Section 8.03 Effect of Termination. In the event of termination of this Agreement by either the Company or Parent as provided in Section 8.01, this Agreement shall forthwith become void and have no effect, without any liability or obligation on the part of Parent, Merger Sub or the Company, other than the provisions of the penultimate sentence of Section 6.02, Sections 6.05 and 8.02, this Section 8.03 and Article IX, which provisions shall survive such termination; provided that nothing herein shall relieve any party from any liability for any material breach hereof.

Section 8.04 Amendment. This Agreement may be amended by the parties hereto at any time before or after receipt of the Company Shareholder Approval or the Parent Shareholder Approval; provided, however, that after any such approvals have been obtained, there shall be made no amendment that by Law requires further approval by the shareholders of the applicable party without such approval having been obtained. This Agreement may not be amended except by an instrument in writing signed on behalf of each of the parties hereto.

Section 8.05 Extension; Waiver. At any time prior to the Effective Time, the parties may (a) extend the time for the performance of any of the obligations or other acts of the other parties, (b) waive any inaccuracies in the representations and warranties contained herein or in any document delivered pursuant hereto or (c) subject to the proviso to the first sentence of Section 8.04, waive compliance with any of the agreements or conditions contained herein. Any agreement on the part of a party to any such extension or waiver shall be valid only if set forth in an instrument in writing signed on behalf of such party. The failure of any party to this Agreement to assert any of its rights under this Agreement or otherwise shall not constitute a waiver of such rights.

Section 8.06 Procedure for Termination or Amendment.
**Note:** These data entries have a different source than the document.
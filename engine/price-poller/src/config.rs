//! Configuration for the price poller

use crate::{DEFAULT_BUFFER_CAPACITY, DEFAULT_EVENT_CAPACITY, DEFAULT_INTERVAL_MS};
use serde::{Deserialize, Serialize};
use std::time::Duration;
use tokio::time::MissedTickBehavior;

/// Configuration for the price poller
#[derive(Debug, Clone, PartialEq, Eq, Serialize, Deserialize)]
#[serde(default)]
pub struct PollerConfig {
    /// Time between ticks in milliseconds
    pub interval_ms: u64,

    /// Maximum number of samples kept; older samples are dropped from the front
    pub buffer_capacity: usize,

    /// What to do when a fetch outlasts the interval
    pub overlap: OverlapPolicy,

    /// Capacity of the event broadcast channel
    pub event_capacity: usize,
}

/// Scheduling when a tick is still fetching at the next deadline
///
/// Ticks never run concurrently under either policy; samples are always
/// applied in tick order.
#[derive(Debug, Clone, Copy, PartialEq, Eq, Default, Serialize, Deserialize)]
#[serde(rename_all = "snake_case")]
pub enum OverlapPolicy {
    /// Drop the missed deadlines and stay on the original cadence
    #[default]
    Skip,
    /// Run the late tick right away, then restart the cadence from there
    Delay,
}

impl OverlapPolicy {
    pub(crate) fn missed_tick_behavior(self) -> MissedTickBehavior {
        match self {
            OverlapPolicy::Skip => MissedTickBehavior::Skip,
            OverlapPolicy::Delay => MissedTickBehavior::Delay,
        }
    }
}

impl Default for PollerConfig {
    fn default() -> Self {
        Self {
            interval_ms: DEFAULT_INTERVAL_MS,
            buffer_capacity: DEFAULT_BUFFER_CAPACITY,
            overlap: OverlapPolicy::default(),
            event_capacity: DEFAULT_EVENT_CAPACITY,
        }
    }
}

impl PollerConfig {
    /// Get the polling interval as Duration
    pub fn interval(&self) -> Duration {
        Duration::from_millis(self.interval_ms)
    }

    /// Validate configuration values
    pub fn validate(&self) -> Result<(), String> {
        if self.interval_ms == 0 {
            return Err("interval_ms must be greater than 0".to_string());
        }

        if self.buffer_capacity == 0 {
            return Err("buffer_capacity must be greater than 0".to_string());
        }

        if self.event_capacity == 0 {
            return Err("event_capacity must be greater than 0".to_string());
        }

        Ok(())
    }
}
//! # Selection Manager
//!
//! Keeps the user's pinned coins: an ordered list of at most five unique coin ids
//! that is written through to persistent storage on every change.
//!
//! Adding to a full selection does not fail and does not silently evict. It opens
//! a replacement decision instead:
//!
//! ```text
//!   Idle ──request_add(full)──▶ AwaitingReplacement{pending}
//!    ▲                               │
//!    └──── confirm_replacement(victim) / cancel_replacement
//! ```
//!
//! The [`rules`] module holds the same logic as pure functions over id lists.

pub mod config;
pub mod error;
pub mod events;
pub mod manager;
pub mod rules;
pub mod symbols;

#[cfg(test)]
mod tests;

pub use config::SelectionConfig;
pub use error::{Result, SelectionError};
pub use events::{OverflowState, SelectionChange, SelectionEvent};
pub use manager::SelectionManager;
pub use rules::ReplaceOption;
pub use symbols::derive_symbols;

/// Maximum number of selected coins
pub const DEFAULT_MAX_SELECTED: usize = 5;
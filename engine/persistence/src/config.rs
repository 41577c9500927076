//! Configuration for the persistence layer

use serde::{Deserialize, Serialize};
use std::path::PathBuf;

/// Configuration for the persistence layer
#[derive(Debug, Clone, Serialize, Deserialize)]
#[serde(default)]
pub struct PersistenceConfig {
    /// Base directory for persisted values
    pub data_dir: PathBuf,

    /// Extension used for value files
    pub file_extension: String,

    /// Whether to pretty-print JSON documents on disk
    pub pretty: bool,

    /// Whether to fsync every write (for maximum durability)
    pub fsync_every_write: bool,
}

impl Default for PersistenceConfig {
    fn default() -> Self {
        Self {
            data_dir: PathBuf::from("./data"),
            file_extension: "json".to_string(),
            pretty: false,
            fsync_every_write: false,
        }
    }
}

impl PersistenceConfig {
    /// Create a new configuration with custom data directory
    pub fn new(data_dir: impl Into<PathBuf>) -> Self {
        Self { data_dir: data_dir.into(), ..Default::default() }
    }

    /// Get the file path that holds the value for `key`
    pub fn path_for_key(&self, key: &str) -> PathBuf {
        self.data_dir.join(format!("{}.{}", key, self.file_extension))
    }

    /// Validate the configuration
    pub fn validate(&self) -> Result<(), String> {
        if self.file_extension.is_empty() {
            return Err("file_extension must not be empty".to_string());
        }

        if self.file_extension.contains(|c| matches!(c, '/' | '\\' | '.')) {
            return Err(format!("Invalid file_extension: {}", self.file_extension));
        }

        Ok(())
    }
}

#[cfg(test)]
mod tests {
    use super::*;

    #[test]
    fn test_path_for_key() {
        let config = PersistenceConfig::new("/tmp/coin-desk");
        assert_eq!(
            config.path_for_key("selectedCoinIds"),
            PathBuf::from("/tmp/coin-desk/selectedCoinIds.json")
        );
    }

    #[test]
    fn test_validate_rejects_bad_extension() {
        let config = PersistenceConfig { file_extension: String::new(), ..Default::default() };
        assert!(config.validate().is_err());

        let config = PersistenceConfig { file_extension: "../x".to_string(), ..Default::default() };
        assert!(config.validate().is_err());

        assert!(PersistenceConfig::default().validate().is_ok());
    }
}
//! # Advisor
//!
//! Produces a short HTML buy/avoid recommendation for one selected coin. Market
//! data comes from [`market_data::CoinDetails`]; the text comes from a
//! chat-completions model behind [`CompletionClient`].

pub mod advisor;
pub mod client;
pub mod config;
pub mod error;
pub mod prompt;
pub mod verdict;


pub use advisor::{Advisor, Recommendation};
pub use client::{ChatCompletionClient, CompletionClient};
pub use config::AdvisorConfig;
pub use error::{AdvisorError, Result};
pub use prompt::{build_prompt, Prompt};
pub use verdict::{parse_verdict, Verdict};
A termination of this Agreement pursuant to Section 8.01 or an amendment of this Agreement pursuant to Section 8.04 shall, in order to be effective, require, in the case of Parent or the Company, action by the Parent Board or the Company Board, as applicable, or, with respect to any amendment of this Agreement pursuant to Section 8.04, the Parent Board or the Company Board, as applicable, or the duly authorized committee or other designee of the Parent Board or the Company Board, as applicable, to the extent permitted by Law.

ARTICLE IX

GENERAL PROVISIONS

Section 9.01 Nonsurvival of Representations and Warranties. None of the representations and warranties in this Agreement or in any instrument delivered pursuant to this Agreement shall survive the Effective Time. This Section 9.01 shall not limit any covenant or agreement of the parties which by its terms contemplates performance after the Effective Time.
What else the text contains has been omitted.